━━━━━ Material provided ━━━━━

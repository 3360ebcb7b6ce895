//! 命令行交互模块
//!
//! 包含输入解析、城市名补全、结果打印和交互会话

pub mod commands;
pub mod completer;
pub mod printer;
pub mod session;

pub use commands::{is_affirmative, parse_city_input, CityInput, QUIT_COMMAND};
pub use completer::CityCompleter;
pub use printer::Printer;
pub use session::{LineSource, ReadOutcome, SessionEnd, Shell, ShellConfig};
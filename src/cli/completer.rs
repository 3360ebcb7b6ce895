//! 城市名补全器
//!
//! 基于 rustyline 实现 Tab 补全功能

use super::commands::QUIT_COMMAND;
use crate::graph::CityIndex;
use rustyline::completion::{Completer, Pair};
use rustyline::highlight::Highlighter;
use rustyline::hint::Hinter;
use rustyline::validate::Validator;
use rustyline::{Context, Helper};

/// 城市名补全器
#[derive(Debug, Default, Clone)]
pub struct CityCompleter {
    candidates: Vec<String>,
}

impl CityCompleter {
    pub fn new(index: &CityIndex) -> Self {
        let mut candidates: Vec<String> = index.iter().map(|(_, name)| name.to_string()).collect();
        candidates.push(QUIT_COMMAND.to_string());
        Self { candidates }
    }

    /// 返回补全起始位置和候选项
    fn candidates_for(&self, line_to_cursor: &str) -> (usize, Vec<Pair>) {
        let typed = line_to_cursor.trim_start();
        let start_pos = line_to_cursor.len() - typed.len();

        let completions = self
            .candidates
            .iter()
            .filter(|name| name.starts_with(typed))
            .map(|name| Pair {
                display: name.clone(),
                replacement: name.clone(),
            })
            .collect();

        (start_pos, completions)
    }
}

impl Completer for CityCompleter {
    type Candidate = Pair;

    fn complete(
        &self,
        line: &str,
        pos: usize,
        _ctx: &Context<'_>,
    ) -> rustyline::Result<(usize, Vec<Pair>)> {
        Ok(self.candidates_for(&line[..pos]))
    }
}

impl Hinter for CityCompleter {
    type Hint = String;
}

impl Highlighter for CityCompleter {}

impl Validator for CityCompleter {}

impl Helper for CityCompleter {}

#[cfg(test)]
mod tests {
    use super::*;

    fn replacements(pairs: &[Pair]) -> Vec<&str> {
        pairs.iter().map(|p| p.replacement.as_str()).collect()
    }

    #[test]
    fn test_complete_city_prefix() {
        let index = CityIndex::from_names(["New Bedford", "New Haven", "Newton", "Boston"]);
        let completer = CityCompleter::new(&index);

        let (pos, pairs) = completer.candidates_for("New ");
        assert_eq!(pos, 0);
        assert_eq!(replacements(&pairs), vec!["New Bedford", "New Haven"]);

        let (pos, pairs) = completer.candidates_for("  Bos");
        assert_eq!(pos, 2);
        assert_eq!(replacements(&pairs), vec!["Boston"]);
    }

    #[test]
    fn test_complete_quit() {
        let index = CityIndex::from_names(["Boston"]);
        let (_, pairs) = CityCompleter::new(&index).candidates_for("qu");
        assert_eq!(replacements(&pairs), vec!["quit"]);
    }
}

━━━━━

• _How to complete this task_
Looking at the records above, return exactly the lines from the line with "assert_eq!(pos, 2);" to the line with "let (_, pairs)", both ends included.

• _Completed exercise_
        assert_eq!(pos, 2);
        assert_eq!(replacements(&pairs), vec!["Boston"]);
    }

    #[test]
    fn test_complete_quit() {
        let index = CityIndex::from_names(["Boston"]);
        let (_, pairs) = CityCompleter::new(&index).candidates_for("qu");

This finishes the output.